The isopleth maps also indicated excessive frost loads in the mountain areas, which was expected. The critical areas were identified especially in Jeseníky, Šumava, and Krkonoše mountains. On the other hand, the lowest values of damage functions, that is, the mildest conditions for the frost-induced damage, were observed in the lowlands around the river Labe and in the Silesian region or South Moravia. The most severe conditions were observed in the location of Šerák in Jeseníky mountains (1328 m a.s.l.) and Filipova Huť in Šumava mountains (1110 m a.s.l.). The most favorable conditions were identified for the location of Ústí nad Labem (375 m a.s.l.) and Doksany (158 m a.s.l.), both located in the northern part of the Czech Republic in the valley of the Labe river.
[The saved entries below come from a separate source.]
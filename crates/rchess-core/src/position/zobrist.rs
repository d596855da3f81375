//! Zobristハッシュのキーテーブル
//!
//! rand_xoshiroを固定シードで回して再現可能なキー列を生成する。
//! キーは 駒×マス / 手番 / キャスリング権 / アンパサン筋 の4系統。

use std::sync::LazyLock;

use rand::{RngCore, SeedableRng};
use rand_xoshiro::Xoshiro256PlusPlus;

use crate::types::{Piece, Square};

/// キー生成用の固定シード（変更すると既存ハッシュと互換性がなくなる）
const ZOBRIST_SEED: u64 = 0x5851_f42d_4c95_7f2d;

pub struct ZobristKeys {
    /// [piece][square]
    pub piece: [[u64; Square::NUM]; Piece::NUM],
    /// 黒番のときにXORする
    pub side: u64,
    /// キャスリング権の4bitマスクごと
    pub castling: [u64; 16],
    /// アンパサン対象の筋ごと
    pub ep_file: [u64; 8],
}

pub static KEYS: LazyLock<ZobristKeys> = LazyLock::new(|| {
    let mut rng = Xoshiro256PlusPlus::seed_from_u64(ZOBRIST_SEED);
    let mut piece = [[0u64; Square::NUM]; Piece::NUM];
    for row in piece.iter_mut() {
        for key in row.iter_mut() {
            *key = rng.next_u64();
        }
    }
    let side = rng.next_u64();
    let mut castling = [0u64; 16];
    // 空のマスクはXORが恒等になるよう0のまま
    for key in castling.iter_mut().skip(1) {
        *key = rng.next_u64();
    }
    let mut ep_file = [0u64; 8];
    for key in ep_file.iter_mut() {
        *key = rng.next_u64();
    }
    ZobristKeys {
        piece,
        side,
        castling,
        ep_file,
    }
});

#[cfg(test)]
mod tests {
    use super::*;

    #[test]
    fn test_keys_deterministic() {
        // LazyLockの二重参照で同じテーブルが得られる
        assert_eq!(KEYS.piece[0][0], KEYS.piece[0][0]);
        assert_ne!(KEYS.piece[0][0], KEYS.piece[0][1]);
        assert_ne!(KEYS.side, 0);
    }

    #[test]
    fn test_keys_mostly_distinct() {
        use std::collections::HashSet;
        let mut set = HashSet::new();
        for row in KEYS.piece.iter() {
            for &k in row.iter() {
                assert!(set.insert(k));
            }
        }
    }
}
As the applied damage functions were primarily designed for the relative assessment, that is, for a comparison of individual environmental loads, the obtained data should be confronted with field or laboratory measurements. From this point of view, the IFTC damage function seems to be the most convenient as it was designed based on standardized laboratory frost damage tests [3840]. However, the principle of the testing methods consists in exposing fully saturated samples to alternating environment ranging from 20 to −23°C for certain time period, which does not correspond well with the field conditions. Even if the freezing and thawing time periods used in IFTC calculation was adopted from the standardized procedures, the materials under field conditions become fully saturated on rare occasions only. Moreover, if the saturation occurs, it covers only minor part of the construction for a short period of time. Also, the field temperatures drop below –20°C only occasionally, contrary to the standardized temperature loads. For this reason, the laboratory results of frost durability provide an incomplete information on the materials’ durability. The materials loaded by real weather conditions may stand significantly higher number of freeze/thaw cycles than indicated by laboratory tests. Therefore, in future studies, it would be useful to link the damage function outputs with the results of field measurements, providing thus the designers with even more precise datasets improving the frost damage assessment.

4. Conclusions

A comprehensive characterization of the geographic area of the Czech Republic in terms of the frost-induced damage to building enclosures was presented in the paper. The obtained results allowed for the generation of a series of isopleth maps displaying the local frost loads across the country. The maps can be easily used by designers and engineers as a support in the building enclosure design.

The main findings can be summarized as follows:(i)The service life of exterior surface layers of building enclosures was significantly affected by the material of load-bearing structure. The sandstone masonry proved the highest resistivity to severe environmental conditions, while the brickwork made of advanced hollow clay bricks was the most susceptible to the frost-induced damage of the surface.(ii)The most severe conditions for the ice formation in building materials were observed for the mountain locations of Šerák and Filipova Huť, the mildest conditions were observed for the lowland location of Ústí nad Labem and Doksany.(iii)The gathered data should be supplemented with the results of field measurements rather than laboratory tests, in order to enhance the applicability of the isopleth maps.

Data Availability

The data used to support the findings of this study are available from the corresponding author upon request.

Conflicts of Interest

The authors declare that they have no conflicts of interest.


This research was supported by the Czech Science Foundation under project No P105/12/G059 and by the Czech Ministry of Education, Youth and Sports under project No SGS16/199/OHK1/3T/11.